Regard appuyé, menton relevé, pas dédaigneux. Minuit avait fini par comprendre que Vito n’était pas près de remplir sa gamelle et qu’il n’utilisait sa gourmandise que pour passer ses doigts dans son pelage. Il le regarda partir avec un sourire qui se manifestait dans le coin de ses yeux. Il aimait bien ce chat. Puis il se tourna vers sa propriétaire.
« C’est… »
Vito se redressa avant de se tourner vers la bouilloire. Il ne quitta pas son amie du regard, incertain de la réponse. Il n’avait pas pensé grand chose de ce pamphlet, au départ. Il n’avait même pas vu ce que c’était.
« Tu te souviens de l’école dont je t’avais parlé ? Celle de photographie ? » « Oui… ? »
L’inquiétude était revenue. Il n’aimait pas vraiment l’association école tant convoitée et prospectus déchiré. L’atmosphère était soudainement semblable au moment où, dans la grotte, elle avait constaté le décès de son polaroïd. Vito c’était senti désolé, et c’était une expression un peu similaire qu’il lui trouvait sur le visage.

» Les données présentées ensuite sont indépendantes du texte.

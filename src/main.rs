//! Binary entry point for carewatch.
//!
//! This binary provides the administrative CLI: submit a request, run a
//! long-lived console with escalation timers in the background, and show the
//! effective configuration.

#![deny(clippy::all)]
#![warn(clippy::pedantic)]
#![warn(missing_docs)]
// Allow print_stderr in main binary for CLI output
#![allow(clippy::print_stderr)]
#![allow(clippy::print_stdout)]
// Allow multiple crate versions from transitive dependencies
#![allow(clippy::multiple_crate_versions)]

mod commands;

use carewatch::CarewatchConfig;
use carewatch::observability::{self, InitOptions, ObservabilityConfig};
use carewatch::tools::{Fixture, FixtureToolProvider};
use clap::{Parser, Subcommand};
use commands::SubmitArgs;
use std::path::{Path, PathBuf};
use std::process::ExitCode;
use std::sync::Arc;

/// Carewatch - an elder-care monitoring assistant.
#[derive(Parser)]
#[command(name = "carewatch")]
#[command(author, version, about, long_about = None)]
struct Cli {
    /// Enable verbose output.
    #[arg(short, long, global = true)]
    verbose: bool,

    /// Path to configuration file.
    #[arg(short, long, global = true)]
    config: Option<PathBuf>,

    #[command(subcommand)]
    command: Commands,
}

/// Available commands.
#[derive(Subcommand)]
enum Commands {
    /// Route one request and print the outcome.
    Submit(SubmitArgs),

    /// Read admin commands from stdin; escalation timers run in the background.
    Console,

    /// Show configuration.
    Config {
        /// Show current configuration.
        #[arg(long)]
        show: bool,
    },
}

/// Main entry point.
#[tokio::main]
async fn main() -> ExitCode {
    let _ = dotenvy::dotenv();
    let cli = Cli::parse();

    let config = match CarewatchConfig::load(cli.config.as_deref()) {
        Ok(config) => config,
        Err(e) => {
            eprintln!("Failed to load configuration: {e}");
            return ExitCode::FAILURE;
        },
    };

    let observability = match observability::init(ObservabilityConfig::from_config(
        &config,
        InitOptions {
            verbose: cli.verbose,
            metrics_expose: matches!(cli.command, Commands::Console),
        },
    )) {
        Ok(handle) => handle,
        Err(e) => {
            eprintln!("Failed to initialize observability: {e}");
            return ExitCode::FAILURE;
        },
    };

    let result = run_command(cli.command, config, &observability).await;

    match result {
        Ok(()) => ExitCode::SUCCESS,
        Err(e) => {
            eprintln!("Error: {e}");
            ExitCode::FAILURE
        },
    }
}

/// Runs the selected command.
async fn run_command(
    command: Commands,
    config: CarewatchConfig,
    observability: &observability::ObservabilityHandle,
) -> Result<(), Box<dyn std::error::Error>> {
    match command {
        Commands::Submit(args) => {
            let provider = load_provider(config.fixtures.as_deref())?;
            commands::cmd_submit(&config, provider, args).await
        },
        Commands::Console => {
            let provider = load_provider(config.fixtures.as_deref())?;
            commands::cmd_console(&config, provider, observability.metrics()).await
        },
        Commands::Config { show } => commands::cmd_config(&config, show),
    }
}

/// Builds the in-memory provider from the fixture file, or the demo household.
fn load_provider(path: Option<&Path>) -> carewatch::Result<Arc<FixtureToolProvider>> {
    let fixture = match path {
        Some(path) => Fixture::load(path)?,
        None => Fixture::demo(),
    };
    Ok(Arc::new(FixtureToolProvider::new(fixture)))
}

« J’ai… J’ai été recalée. »
Oh, non. La photographie, c’était important pour Theodosia. Comme le dessin l’était pour Vito - peut-être plus, même. Elle lui en avait parlé, un jour, de cette école. Un prestige, des cours, un réseau à portée de mains. Mais aussi, une grande sélectivité. Elle avait une mine déçue, et Vito sentit son cœur se pincer de compassion. Il arrêta ses mouvements, conservant la poignée de la bouilloire dans la main.
« Je suis désolé… » Un nouveau silence où il baissa les yeux un instant. Il le releva quelques secondes plus tard. « Mais je suis sûr que tu peux retenter, non ? C’est pas évident de rentrer dans ce genre d’école comme ça, du premier coup. »
C’est sa dernière phrase qui le fit froncer les sourcils. Il lâcha ce qu’il avait dans la main pour faire un pas vers elle.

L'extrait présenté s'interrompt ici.